Moooove your data with ease using our udderly simple pipeline framework.

Project description

Carabao

                                                           +:
   -                                                        *-
  -*                                                        +--
 -*                                                          *=:
-=*                                                         +=+-
-+*                                                        +==*-
++=*                                                      **=+-
 *==*+                                                 -**==*-
  -***=*++                                         -*=**=**-%
   %-****=*===----------#*%*##+%#@#**-*---------===**+=-%-#
      **=-***-=*==*==--****%#%%@*@@%#*-----+*=++%++++%%*
          *%%%#%####%##%*#%%=##@++%@%%######%%%%#%@
               + @%@@@@##%#=@#@@+++@@%
             --+++++##%@%#=@@+@@%%@#@#++++=%
           @+*@@@@@@##@##*=**+*@%%%@#@+@@#@++%
              #*       *#**##+#%%%*@ %%%%++++#+
                       *+****+#%%%*@
                       **=*==+#%##*
                        *=*=+*#%#*
                        #=*****#*
                       #@=***#@##
                       %%=%%%#=#%#
                       ####%%%#

GitHub

A Python library for building robust publisher-subscriber (pub/sub) frameworks with built-in lanes for common tasks.

Features

  • Core framework for managing pub/sub systems based on l2l (lane2lane)
  • Built-in lanes for:
    • Database logging (LogToDB) - Records exceptions to MongoDB
    • Network health monitoring (NetworkHealth) - Tracks network ping times
    • Environment variable display (PrettyEnv) - Formats environment variables for debugging
  • Automatic configuration management with settings system
  • Error handling with custom error handlers
  • Clean shutdown with exit handlers
  • Command-line interface for management, including interactive selection
  • Support for multiple database connections (MongoDB, Redis, Elasticsearch, PostgreSQL)
  • Development and production mode support

Installation

pip install carabao

Requirements

  • async-timeout
  • dnspython
  • fun-things
  • generic-lane
  • lazy-main
  • python-dotenv
  • simple-chalk
  • typing-extensions

Usage

Basic Usage

The framework is started using the CLI commands:

# For development mode
moo dev [queue_name]

# For production mode
moo run

No import statement is needed to start the framework.

Environment Variables

Carabao uses the following environment variables:

  • QUEUE_NAME: (Required) Name of the queue to consume
  • CARABAO_AUTO_INITIALIZE: Controls automatic initialization
  • CARABAO_AUTO_START: Controls automatic starting
  • CARABAO_START_WITH_ERROR: Whether to start even if errors occurred
  • SINGLE_RUN: Run once then exit if True
  • TESTING: Enable debug logging if True

Environment Files

Carabao supports environment variables loaded from .env files using python-dotenv:

  • .env.development: Used when running in development mode (moo dev)
  • .env.release: Used when running in production mode (moo run)
  • .env: Used as a fallback if neither of the above files exists

When initializing a new project with moo init, these files are automatically created.

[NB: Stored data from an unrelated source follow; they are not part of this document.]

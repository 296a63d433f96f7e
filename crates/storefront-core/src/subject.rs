//! The RLS subject — the value Row-Level Security policies compare
//! against to decide row visibility.

use crate::StoreId;
use serde::{Deserialize, Serialize};
use std::fmt::{Display, Formatter};

/// Opaque identifier bound to a database session for row filtering.
///
/// The database policies compare each row's owning store against the
/// currently bound subject. The subject is resolved from the
/// authenticated identity's store ID and is the *only* datum the
/// application ever passes into the database session — role and
/// username never cross that boundary.
///
/// The value is the owning store's UUID rendered as text, which is
/// what `set_config` / `current_setting` traffic in.
#[derive(Debug, Clone, PartialEq, Eq, Hash, Serialize, Deserialize)]
#[serde(transparent)]
pub struct RlsSubject(String);

impl RlsSubject {
    /// The textual value sent to `set_config`.
    #[must_use]
    pub fn as_str(&self) -> &str {
        &self.0
    }
}

impl From<StoreId> for RlsSubject {
    fn from(store_id: StoreId) -> Self {
        Self(store_id.to_string())
    }
}

impl Display for RlsSubject {
    fn fmt(&self, f: &mut Formatter<'_>) -> std::fmt::Result {
        f.write_str(&self.0)
    }
}
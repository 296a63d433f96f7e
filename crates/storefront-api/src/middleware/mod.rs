//! HTTP middleware.

mod auth;

pub use auth::{auth_middleware, JwtSecret};
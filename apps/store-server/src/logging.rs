//! Structured JSON logging setup using tracing.
//!
//! Initializes the tracing subscriber with JSON output suitable for
//! log aggregation systems.

use tracing_subscriber::{fmt, layer::SubscriberExt, util::SubscriberInitExt, EnvFilter};

/// Initialize the tracing subscriber with JSON logging.
///
/// `RUST_LOG` in the environment takes precedence over the configured
/// `filter` directive.
///
/// # Panics
///
/// Panics if the subscriber has already been initialized.
pub fn init_logging(filter: &str) {
    let filter_layer =
        match EnvFilter::try_from_default_env().or_else(|_| EnvFilter::try_new(filter)) {
            Ok(f) => f,
            Err(e) => {
                eprintln!("FATAL: Failed to create log filter: {e}");
                std::process::exit(1);
            }
        };

    let fmt_layer = fmt::layer()
        .json()
        .with_target(true)
        .with_thread_ids(false)
        .with_file(true)
        .with_line_number(true)
        .flatten_event(true);

    tracing_subscriber::registry()
        .with(fmt_layer)
        .with(filter_layer)
        .init();

    tracing::info!(filter = %filter, "Logging initialized");
}
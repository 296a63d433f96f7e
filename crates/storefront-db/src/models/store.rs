//! Store lookup model (non-RLS table).

use chrono::{DateTime, Utc};
use serde::{Deserialize, Serialize};
use sqlx::FromRow;
use uuid::Uuid;

/// A retail store. Global lookup table; the name is returned by the
/// login response.
#[derive(Debug, Clone, FromRow, Serialize, Deserialize)]
pub struct Store {
    /// Unique identifier for the store.
    pub id: Uuid,

    /// Store display name.
    pub name: String,

    /// When the store was created.
    pub created_at: DateTime<Utc>,
}

impl Store {
    /// Find a store by ID.
    pub async fn find_by_id(pool: &sqlx::PgPool, id: Uuid) -> Result<Option<Self>, sqlx::Error> {
        sqlx::query_as(
            r"
            SELECT * FROM stores
            WHERE id = $1
            ",
        )
        .bind(id)
        .fetch_optional(pool)
        .await
    }

    /// Insert a store (seeding; maintenance pool only).
    pub async fn create(pool: &sqlx::PgPool, name: &str) -> Result<Self, sqlx::Error> {
        sqlx::query_as(
            r"
            INSERT INTO stores (id, name)
            VALUES ($1, $2)
            RETURNING *
            ",
        )
        .bind(Uuid::new_v4())
        .bind(name)
        .fetch_one(pool)
        .await
    }
}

The framework prioritizes environment variables in the following order:

  1. Variables defined in the system environment
  2. Variables defined in the appropriate .env file
  3. Default values defined in settings

This makes it easy to maintain different configurations for development and production environments without changing code.

Settings System

Carabao uses a centralized Settings system for configuration management. The Settings class provides a unified interface for accessing configuration values throughout the application.

Setting Up settings.py

A typical settings.py file inherits from the base Settings class, following the approach shown in the sample settings file:

from carabao import Settings as S


class Settings(S):
    # Directory where the lane modules are stored
    LANE_DIRECTORIES = [
        "lanes",
    ]

    # Whether to run the pipeline once and exit
    SINGLE_RUN = False

    # Minimum and maximum sleep times between runs (in seconds)
    SLEEP_MIN = 1.0
    SLEEP_MAX = 3.0

    # Whether to exit when processing is finished
    EXIT_ON_FINISH = False

    # Delay before exiting (in seconds)
    EXIT_DELAY = 0.0

    # Number of parallel processes to use
    PROCESSES = 1

    # Custom error handler function
    @classmethod
    def error_handler(cls, error: Exception) -> None:
        """
        Custom error handler for the application.

        Args:
            error: The exception that was raised.
        """
        print(f"An error occurred: {error}")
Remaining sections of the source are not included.